# Multilevel Rasch

After years of studying and applying quantitative social science research methods, it has become easier to catch glimpses of larger connections between seemingly independent methodological approaches. I have learned, for example, that survey development has a lot in common with test development. I have also learned that longitudinal data analysis is like spatial/geographic data analysis in that both attend to reference-based dependencies (i.e., one dimensional time and two-or-more dimensional space).

Many methods seem independent because they are taught in isolation as topics courses (e.g., survey methods) or only within disciplines where they are traditionally applied (e.g., social network analysis within sociology). I credit my professors with teaching me to see the larger connections. I also credit the University of Minnesota with offering interdisciplinary courses, such as Latent Variable Measurement Models and Path Analysis taught by Melanie Wall in Biostatistics--a course traditionally taught by psychologists.

Item response theory (IRT) scaling and multilevel modeling are two other quantitative methods that have more in common than they seem at first glance. The Rasch model is usually expressed as

$\text{Pr}(\theta_s) = \tfrac{1}{1+e^{-(\theta_s-b_i)}}$,

where $\inline \theta_s$ represents a test taker's latent ability, and $\inline b_i$ represents the difficulty of an item. The Rasch model can also be expressed as a generalized linear model (GLM) with a logit link:

$\text{ln}\left(\tfrac{\text{Pr}(Y_{is}=1)}{\text{Pr}(Y_{is}=0)}\right)=\beta_i+\theta_s$,

where $\inline Y_{is}$ is a dummy variable (1 if a correct response, 0 otherwise) and $\inline \beta_i$ is the easiness of an item.

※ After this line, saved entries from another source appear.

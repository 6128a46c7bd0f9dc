//! Engine orchestration
//!
//! `Engine` owns one module collection and drives it through
//! `Uninitialized -> Resolving -> Ready | Failed -> TearingDown -> Uninitialized`.
//! Consumers never touch the engine directly; they go through an
//! [`FxHandle`](crate::module::api::FxHandle), which observes the state
//! published here.

use std::sync::Arc;
use tokio::sync::watch;
use tracing::{error, info, info_span, warn, Instrument};
use uuid::Uuid;

use crate::config::EngineConfig;
use crate::module::api::FxHandle;
use crate::module::descriptor::ModuleDescriptor;
use crate::module::lifecycle::{LifecycleCoordinator, LifecycleHooks};
use crate::module::registry::{DependencyGraph, Planner};
use crate::module::resolver::{ResolvedModules, Resolver};
use crate::module::traits::{EngineError, EngineState};
use crate::store::StoreRegistry;

/// Module collection plus engine-wide lifecycle hooks
#[derive(Debug, Clone, Default)]
pub struct FxConfig {
    modules: Vec<ModuleDescriptor>,
    hooks: LifecycleHooks,
}

impl FxConfig {
    pub fn new(modules: Vec<ModuleDescriptor>) -> Self {
        Self {
            modules,
            hooks: LifecycleHooks::default(),
        }
    }

    pub fn with_hooks(mut self, hooks: LifecycleHooks) -> Self {
        self.hooks = hooks;
        self
    }

    /// Append a module
    pub fn module(mut self, module: ModuleDescriptor) -> Self {
        self.modules.push(module);
        self
    }

    pub fn modules(&self) -> &[ModuleDescriptor] {
        &self.modules
    }

    pub fn hooks(&self) -> &LifecycleHooks {
        &self.hooks
    }
}

/// What consumers can observe about an engine
#[derive(Debug, Clone)]
pub struct EngineSnapshot {
    pub(crate) state: EngineState,
    pub(crate) resolved: Option<Arc<ResolvedModules>>,
    pub(crate) error: Option<EngineError>,
    /// Set once teardown has started; never cleared
    pub(crate) torn_down: bool,
}

impl EngineSnapshot {
    fn initial() -> Self {
        Self {
            state: EngineState::Uninitialized,
            resolved: None,
            error: None,
            torn_down: false,
        }
    }

    pub fn state(&self) -> EngineState {
        self.state
    }

    /// The terminal error, while the engine is `Failed`
    pub fn error(&self) -> Option<&EngineError> {
        self.error.as_ref()
    }

    pub fn is_ready(&self) -> bool {
        self.state == EngineState::Ready && self.resolved.is_some()
    }

    pub fn is_torn_down(&self) -> bool {
        self.torn_down
    }
}

/// State shared between an engine and its handles
///
/// Handles hold this weakly, so dropping the engine invalidates them.
#[derive(Debug)]
pub(crate) struct EngineShared {
    pub(crate) id: Uuid,
    snapshot: watch::Sender<EngineSnapshot>,
    pub(crate) stores: Arc<StoreRegistry>,
}

impl EngineShared {
    fn new(id: Uuid) -> Self {
        let (snapshot, _) = watch::channel(EngineSnapshot::initial());
        Self {
            id,
            snapshot,
            stores: Arc::new(StoreRegistry::new()),
        }
    }

    pub(crate) fn snapshot(&self) -> EngineSnapshot {
        self.snapshot.borrow().clone()
    }

    pub(crate) fn state(&self) -> EngineState {
        self.snapshot.borrow().state
    }

    pub(crate) fn subscribe(&self) -> watch::Receiver<EngineSnapshot> {
        self.snapshot.subscribe()
    }

    fn set_state(&self, state: EngineState) {
        self.snapshot.send_modify(|s| s.state = state);
    }

    fn publish_ready(&self, resolved: Arc<ResolvedModules>) {
        self.snapshot.send_modify(|s| {
            s.state = EngineState::Ready;
            s.resolved = Some(resolved);
            s.error = None;
        });
    }

    fn publish_failed(&self, error: EngineError) {
        self.snapshot.send_modify(|s| {
            s.state = EngineState::Failed;
            s.resolved = None;
            s.error = Some(error);
        });
    }

    fn begin_teardown(&self) {
        self.snapshot.send_modify(|s| {
            s.state = EngineState::TearingDown;
            s.resolved = None;
            s.error = None;
            s.torn_down = true;
        });
    }
}

/// Dependency injection engine for one module collection
#[derive(Debug)]
pub struct Engine {
    config: FxConfig,
    settings: EngineConfig,
    shared: Arc<EngineShared>,
    /// Resolution runs at most once per engine
    resolved_once: bool,
    /// Stop hooks only run if start hooks were reached
    reached_ready: bool,
}

impl Engine {
    /// Create an engine with default settings
    pub fn new(config: FxConfig) -> Self {
        Self::with_config(config, EngineConfig::default())
    }

    /// Create an engine with explicit settings
    pub fn with_config(config: FxConfig, settings: EngineConfig) -> Self {
        Self {
            config,
            settings,
            shared: Arc::new(EngineShared::new(Uuid::new_v4())),
            resolved_once: false,
            reached_ready: false,
        }
    }

    pub fn id(&self) -> Uuid {
        self.shared.id
    }

    pub fn state(&self) -> EngineState {
        self.shared.state()
    }

    /// The terminal error, while the engine is `Failed`
    pub fn error(&self) -> Option<EngineError> {
        self.shared.snapshot().error
    }

    pub fn settings(&self) -> &EngineConfig {
        &self.settings
    }

    /// Consumer handle bound to this engine
    pub fn handle(&self) -> FxHandle {
        FxHandle::new(Arc::downgrade(&self.shared))
    }

    /// Plan, resolve and start every module
    ///
    /// On error the engine is left `Failed` with the same error recorded;
    /// call [`Engine::teardown`] to release it.
    ///
    /// Dropping the returned future during resolution also leaves the engine
    /// `Failed`, with [`EngineError::StartCancelled`]. Dropping it while start
    /// hooks run leaves the engine `Ready` with the remaining hooks skipped.
    pub async fn start(&mut self) -> Result<(), EngineError> {
        let span = info_span!("engine", id = %self.shared.id);
        self.start_inner().instrument(span).await
    }

    async fn start_inner(&mut self) -> Result<(), EngineError> {
        let state = self.state();
        if self.resolved_once || state != EngineState::Uninitialized {
            return Err(EngineError::InvalidState {
                operation: "start",
                state,
            });
        }
        self.resolved_once = true;

        info!("Starting engine with {} modules", self.config.modules.len());
        self.shared.set_state(EngineState::Resolving);
        let _cancelled = ResolvingGuard(Arc::clone(&self.shared));

        let plan = match DependencyGraph::build(&self.config.modules)
            .and_then(|graph| Planner::plan(&graph))
        {
            Ok(plan) => plan,
            Err(e) => return Err(self.fail(e)),
        };
        info!("Initialization order: {}", plan.order().join(" -> "));

        let resolved = match Resolver::new(&self.settings.timeouts)
            .resolve(&self.config.modules, &plan)
            .await
        {
            Ok(resolved) => resolved,
            Err(e) => return Err(self.fail(e)),
        };

        self.shared.publish_ready(Arc::new(resolved));
        self.reached_ready = true;
        info!("Engine ready");

        if let Err(e) = LifecycleCoordinator::new(&self.settings.timeouts)
            .run_start(&self.config.hooks)
            .await
        {
            return Err(self.fail(e));
        }
        Ok(())
    }

    fn fail(&self, error: EngineError) -> EngineError {
        error!("Engine failed: {}", error);
        self.shared.publish_failed(error.clone());
        error
    }

    /// Run stop hooks and discard the resolved map
    ///
    /// The engine always ends `Uninitialized`, even when stop hooks fail;
    /// their failures are reported together afterwards.
    pub async fn teardown(&mut self) -> Result<(), EngineError> {
        let span = info_span!("engine", id = %self.shared.id);
        self.teardown_inner().instrument(span).await
    }

    async fn teardown_inner(&mut self) -> Result<(), EngineError> {
        let state = self.state();
        if !matches!(state, EngineState::Ready | EngineState::Failed) {
            return Err(EngineError::InvalidState {
                operation: "tear down",
                state,
            });
        }

        info!("Tearing down engine");
        self.shared.begin_teardown();
        self.shared.stores.clear();

        let failures = if self.reached_ready {
            LifecycleCoordinator::new(&self.settings.timeouts)
                .run_stop(&self.config.hooks)
                .await
        } else {
            Vec::new()
        };

        self.shared.set_state(EngineState::Uninitialized);
        info!("Engine torn down");

        if failures.is_empty() {
            Ok(())
        } else {
            Err(EngineError::StopHooksFailed { failures })
        }
    }
}

/// Marks the engine `Failed` if `start` is dropped while still resolving
struct ResolvingGuard(Arc<EngineShared>);

impl Drop for ResolvingGuard {
    fn drop(&mut self) {
        if self.0.state() == EngineState::Resolving {
            warn!("Engine {} start cancelled during resolution", self.0.id);
            self.0.publish_failed(EngineError::StartCancelled);
        }
    }
}

impl Drop for Engine {
    fn drop(&mut self) {
        if self.state() == EngineState::Ready {
            warn!(
                "Engine {} dropped while ready; stop hooks were not run",
                self.shared.id
            );
        }
    }
}

#[cfg(test)]
mod tests {
    use super::*;
    use std::sync::atomic::{AtomicUsize, Ordering};

    fn counting_module(name: &str, calls: &Arc<AtomicUsize>) -> ModuleDescriptor {
        let calls = Arc::clone(calls);
        ModuleDescriptor::builder(name)
            .provide("calls", move |_| Ok(calls.fetch_add(1, Ordering::SeqCst)))
            .build()
    }

    #[tokio::test]
    async fn test_state_transitions() {
        let calls = Arc::new(AtomicUsize::new(0));
        let mut engine = Engine::new(FxConfig::new(vec![counting_module("a", &calls)]));
        assert_eq!(engine.state(), EngineState::Uninitialized);

        engine.start().await.unwrap();
        assert_eq!(engine.state(), EngineState::Ready);
        assert!(engine.error().is_none());

        engine.teardown().await.unwrap();
        assert_eq!(engine.state(), EngineState::Uninitialized);
        assert_eq!(calls.load(Ordering::SeqCst), 1);
    }

    #[tokio::test]
    async fn test_second_start_is_rejected() {
        let calls = Arc::new(AtomicUsize::new(0));
        let mut engine = Engine::new(FxConfig::new(vec![counting_module("a", &calls)]));
        engine.start().await.unwrap();

        let err = engine.start().await.unwrap_err();
        assert_eq!(
            err,
            EngineError::InvalidState {
                operation: "start",
                state: EngineState::Ready,
            }
        );

        engine.teardown().await.unwrap();
        assert!(engine.start().await.is_err());
        assert_eq!(calls.load(Ordering::SeqCst), 1);
    }

    #[tokio::test]
    async fn test_failure_is_recorded() {
        let broken = ModuleDescriptor::builder("broken")
            .provide("value", |_| -> anyhow::Result<u8> { Err(anyhow::anyhow!("boom")) })
            .build();
        let mut engine = Engine::new(FxConfig::new(vec![broken]));

        let err = engine.start().await.unwrap_err();
        assert_eq!(engine.state(), EngineState::Failed);
        assert_eq!(engine.error(), Some(err));

        engine.teardown().await.unwrap();
        assert_eq!(engine.state(), EngineState::Uninitialized);
        assert!(engine.error().is_none());
    }

    #[tokio::test]
    async fn test_teardown_requires_start() {
        let mut engine = Engine::new(FxConfig::default());
        assert!(matches!(
            engine.teardown().await,
            Err(EngineError::InvalidState { operation: "tear down", .. })
        ));
    }

    #[tokio::test(start_paused = true)]
    async fn test_cancelled_start_fails_engine() {
        let stalled = ModuleDescriptor::builder("stalled")
            .provide_async("value", |_| futures::future::pending::<anyhow::Result<u8>>())
            .build();
        let mut engine = Engine::new(FxConfig::new(vec![stalled]));
        let handle = engine.handle();

        let started =
            tokio::time::timeout(std::time::Duration::from_secs(1), engine.start()).await;
        assert!(started.is_err());

        assert_eq!(engine.state(), EngineState::Failed);
        assert_eq!(engine.error(), Some(EngineError::StartCancelled));
        assert_eq!(
            handle.wait_ready().await.unwrap_err(),
            EngineError::StartCancelled
        );

        engine.teardown().await.unwrap();
        assert_eq!(engine.state(), EngineState::Uninitialized);
    }

    #[tokio::test]
    async fn test_stores_cleared_on_teardown() {
        let mut engine = Engine::new(FxConfig::default());
        engine.start().await.unwrap();

        let stores = engine.handle().stores().unwrap();
        stores.create("session", 0u32).unwrap();
        engine.teardown().await.unwrap();
        assert!(stores.is_empty());
    }
}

Test development designs can be thought of as multistage sampling designs in which test takers represent primary sampling units and item responses represent secondary sampling units nested within test takers. Items can also be thought of as primary sampling units in which responses are nested. If item responses exhibit sizable intraclass correlation, then mixed-effects modeling may be appropriate to account for loss of statistical power relative to simple random sampling. Mixed-effects models may also help with vertical scaling and identifying differential item functioning (DIF) by considering fixed effects for test taker age and group membership. Some authors treat items as fixed effects; while others treat them as random effects. In the latter case, the Rasch model can be expressed as a two-level mixed model with crossed random effects:

\begin{align*} \small{\text{Level 1: Item responses}}\\ \text{ln}\left(\tfrac{\text{Pr}(Y_{mis}=1)}{\text{Pr}(Y_{mis}=0)}\right) &= \beta_{0is} + e_{mis}\\ \small{\text{Level 2: Items and test takers}}\\ \beta_{0is} &= \beta_{00} + r_{0i} + r_{0s} \end{align*}.

Chris - Thanks for this post, and the next one. Very helpful. I think all IRT model estimation will move in this direction, with time.

Regarding the nesting/crossing of responses, a confusing concept: authors use the terms inconsistently and, I think, incorrectly. Nesting only occurs when there are no duplicate levels of one variable as grouped by another. People can be nested within classrooms, but only if the people vector is unique, with every person in only one classroom.

In the same way, repeated measures designs would have timepoints crossed with people, unless all the people in each timepoint appeared only in that timepoint, in which case they'd be nested.

So, when modeling item-level responses, the items and people would be crossed, right?